OK, first up, there are not many panels that are removeable on a 510.
The obvious ones are, bonnet, boot doors and air plenum cover.
The only other ones are probably where most of your corrosion hassles will be, the front guards.

To remove the paint at home, chemical stripper is the cleanest and dust free way as mentioned above.

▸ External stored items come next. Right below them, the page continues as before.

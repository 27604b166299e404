//! Error types shared by the voxmap crates.

use thiserror::Error;

/// Errors raised by grid construction, rasterization and mesh synthesis.
#[derive(Error, Debug, Clone, PartialEq)]
pub enum MappingError {
    /// Non-positive pitch, zero voxel size, non-finite origin and similar.
    #[error("invalid configuration: {message}")]
    InvalidConfig { message: String },

    /// One feature row per point: the row counts differ.
    #[error("shape mismatch: expected {expected} feature rows, got {got}")]
    ShapeMismatch { expected: usize, got: usize },

    /// A feature row is not `nchannel` wide.
    #[error("feature row {row} has {got} channels, grid stores {expected}")]
    ChannelMismatch {
        row: usize,
        expected: usize,
        got: usize,
    },

    /// The geometry factory returned something the synthesizer cannot color.
    #[error("geometry error: {message}")]
    Geometry { message: String },

    #[error(transparent)]
    Config(#[from] ConfigLoadError),
}

impl MappingError {
    pub fn invalid_config(message: impl Into<String>) -> Self {
        MappingError::InvalidConfig {
            message: message.into(),
        }
    }
}

/// Failure to read or parse a configuration document.
#[derive(Error, Debug, Clone, PartialEq)]
pub enum ConfigLoadError {
    #[error("failed to read config: {0}")]
    Io(String),

    #[error("failed to parse config: {0}")]
    Parse(String),
}

pub type Result<T> = std::result::Result<T, MappingError>;

#[cfg(test)]
mod tests {
    use super::*;

    #[test]
    fn display_includes_details() {
        let err = MappingError::ShapeMismatch {
            expected: 12,
            got: 9,
        };
        let text = err.to_string();
        assert!(text.contains("12"));
        assert!(text.contains('9'));

        let err = MappingError::ChannelMismatch {
            row: 4,
            expected: 3,
            got: 2,
        };
        assert_eq!(err.to_string(), "feature row 4 has 2 channels, grid stores 3");

        let err = MappingError::invalid_config("pitch must be > 0");
        assert_eq!(err.to_string(), "invalid configuration: pitch must be > 0");
    }

    #[test]
    fn config_errors_convert() {
        let err: MappingError = ConfigLoadError::Parse("bad yaml".into()).into();
        assert_eq!(err.to_string(), "failed to parse config: bad yaml");
    }
}
use numpy::PyArray2;
use pyo3::prelude::*;
use pyo3::types::{PyDict, PyList};
use voxmap_core::{MappingError, Rgba};
use voxmap_mapping::{BoundsStyle, MappingConfig};
use voxmap_primitives::{Geometry, StandardGeometry, TriMesh};

use crate::array::{read_rows, to_array2};

fn value_error(err: MappingError) -> PyErr {
    pyo3::exceptions::PyValueError::new_err(err.to_string())
}

#[pyclass(name = "VoxelMapping")]
#[derive(Debug, Clone)]
pub struct PyVoxelMapping {
    pub(crate) inner: voxmap_mapping::VoxelMapping,
}

#[pymethods]
impl PyVoxelMapping {
    #[new]
    #[pyo3(signature = (origin, pitch, voxel_size, nchannel = 3))]
    pub fn new(origin: [f32; 3], pitch: f32, voxel_size: usize, nchannel: usize) -> PyResult<Self> {
        let config = MappingConfig::new(origin, pitch, voxel_size, nchannel);
        let inner = voxmap_mapping::VoxelMapping::new(config).map_err(value_error)?;
        Ok(Self { inner })
    }

    /// Load the grid configuration from a YAML file.
    #[staticmethod]
    pub fn from_yaml_file(path: &str) -> PyResult<Self> {
        let config = MappingConfig::load(std::path::Path::new(path))
            .map_err(|e| pyo3::exceptions::PyIOError::new_err(e.to_string()))?;
        let inner = voxmap_mapping::VoxelMapping::new(config).map_err(value_error)?;
        Ok(Self { inner })
    }

    #[getter]
    pub fn origin(&self) -> [f32; 3] {
        self.inner.origin()
    }

    #[getter]
    pub fn pitch(&self) -> f32 {
        self.inner.pitch()
    }

    #[getter]
    pub fn voxel_size(&self) -> usize {
        self.inner.voxel_size()
    }

    #[getter]
    pub fn nchannel(&self) -> usize {
        self.inner.nchannel()
    }

    #[getter]
    pub fn voxel_bbox_extents(&self) -> [f32; 3] {
        self.inner.bounding_extent()
    }

    /// Rasterize an (N, 3) point array with its (N, nchannel) feature array.
    ///
    /// Points outside the grid are skipped silently; later points overwrite
    /// earlier ones in the same voxel.
    pub fn add(&mut self, points: &Bound<'_, PyAny>, values: &Bound<'_, PyAny>) -> PyResult<()> {
        let points: Vec<[f32; 3]> = read_rows(points, 3, "points")?
            .into_iter()
            .map(|r| [r[0], r[1], r[2]])
            .collect();
        let features = read_rows(values, self.inner.nchannel(), "values")?;
        self.inner.add(&points, &features).map_err(value_error)
    }

    /// Occupied voxel indices as an (M, 3) int64 array, lexicographic order.
    pub fn occupied_indices<'py>(&self, py: Python<'py>) -> PyResult<Bound<'py, PyArray2<i64>>> {
        let cells: Vec<[i64; 3]> = self
            .inner
            .grid()
            .occupied_indices()
            .into_iter()
            .map(|c| [c[0] as i64, c[1] as i64, c[2] as i64])
            .collect();
        to_array2(py, &cells)
    }

    /// Stored feature rows for the occupied voxels, aligned with
    /// `occupied_indices()`.
    pub fn occupied_values(&self) -> Vec<Vec<f32>> {
        let grid = self.inner.grid();
        grid.occupied_indices()
            .into_iter()
            .map(|cell| grid.feature(cell).to_vec())
            .collect()
    }

    /// Colored box mesh as a dict of `vertices`, `faces` and `face_colors`.
    pub fn as_boxes<'py>(&self, py: Python<'py>) -> PyResult<Bound<'py, PyDict>> {
        let mesh = self.inner.as_boxes(&StandardGeometry).map_err(value_error)?;
        mesh_dict(py, &mesh)
    }

    /// Bounding-box helpers as a list of dicts, each tagged with `kind`.
    ///
    /// Colors are RGB or RGBA sequences; a missing alpha is 1.0.
    #[pyo3(signature = (edge = true, face_color = None, origin_color = vec![1.0, 0.0, 0.0]))]
    pub fn as_bbox<'py>(
        &self,
        py: Python<'py>,
        edge: bool,
        face_color: Option<Vec<f32>>,
        origin_color: Vec<f32>,
    ) -> PyResult<Bound<'py, PyList>> {
        let style = BoundsStyle {
            draw_edges: edge,
            face_color: face_color
                .map(|c| color_arg(&c, "face_color"))
                .transpose()?,
            origin_color: color_arg(&origin_color, "origin_color")?,
        };
        let list = PyList::empty_bound(py);
        for geometry in self.inner.as_bbox(&StandardGeometry, style) {
            let dict = match &geometry {
                Geometry::Mesh(mesh) => mesh_dict(py, mesh)?,
                Geometry::Lines(lines) => {
                    let dict = PyDict::new_bound(py);
                    dict.set_item("kind", "lines")?;
                    dict.set_item("vertices", to_array2(py, &lines.vertices)?)?;
                    dict.set_item("segments", to_array2(py, &lines.segments)?)?;
                    dict.set_item("color", lines.color.to_array())?;
                    dict
                }
            };
            list.append(dict)?;
        }
        Ok(list)
    }

    pub fn __repr__(&self) -> String {
        format!(
            "VoxelMapping(origin={:?}, pitch={}, voxel_size={}, nchannel={}, occupied={})",
            self.inner.origin(),
            self.inner.pitch(),
            self.inner.voxel_size(),
            self.inner.nchannel(),
            self.inner.grid().occupied_count()
        )
    }
}

fn color_arg(components: &[f32], what: &str) -> PyResult<Rgba> {
    Rgba::from_components(components).ok_or_else(|| {
        pyo3::exceptions::PyValueError::new_err(format!(
            "{} must have 3 or 4 components, got {}",
            what,
            components.len()
        ))
    })
}

fn mesh_dict<'py>(py: Python<'py>, mesh: &TriMesh) -> PyResult<Bound<'py, PyDict>> {
    let colors: Vec<[f32; 4]> = mesh.face_colors.iter().map(|c| c.to_array()).collect();
    let dict = PyDict::new_bound(py);
    dict.set_item("kind", "mesh")?;
    dict.set_item("vertices", to_array2(py, &mesh.vertices)?)?;
    dict.set_item("faces", to_array2(py, &mesh.faces)?)?;
    dict.set_item("face_colors", to_array2(py, &colors)?)?;
    Ok(dict)
}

After the paint stripper, you can use a 3M Clean'n'Strip wheel.
This is like a huge circular scouring pad that you mount to an angle grinder.
Light pressure, slow speed and keep it moving over the panel or you will heat up the steel too much and it will buckle.
This method will get the panels back to bright shiney bare steel, just ripe for fresh rust :roll: :roll:

As for rubber kits, some fit better than others.
Try and save all the old rubber seals so when you get replacements you can compare the profiles.
My new boot seal was too large in cross section and the boot was not flush with the body when it was closed.

Once you identify where your rust problems are, then we can be a little more specific with what to do with it.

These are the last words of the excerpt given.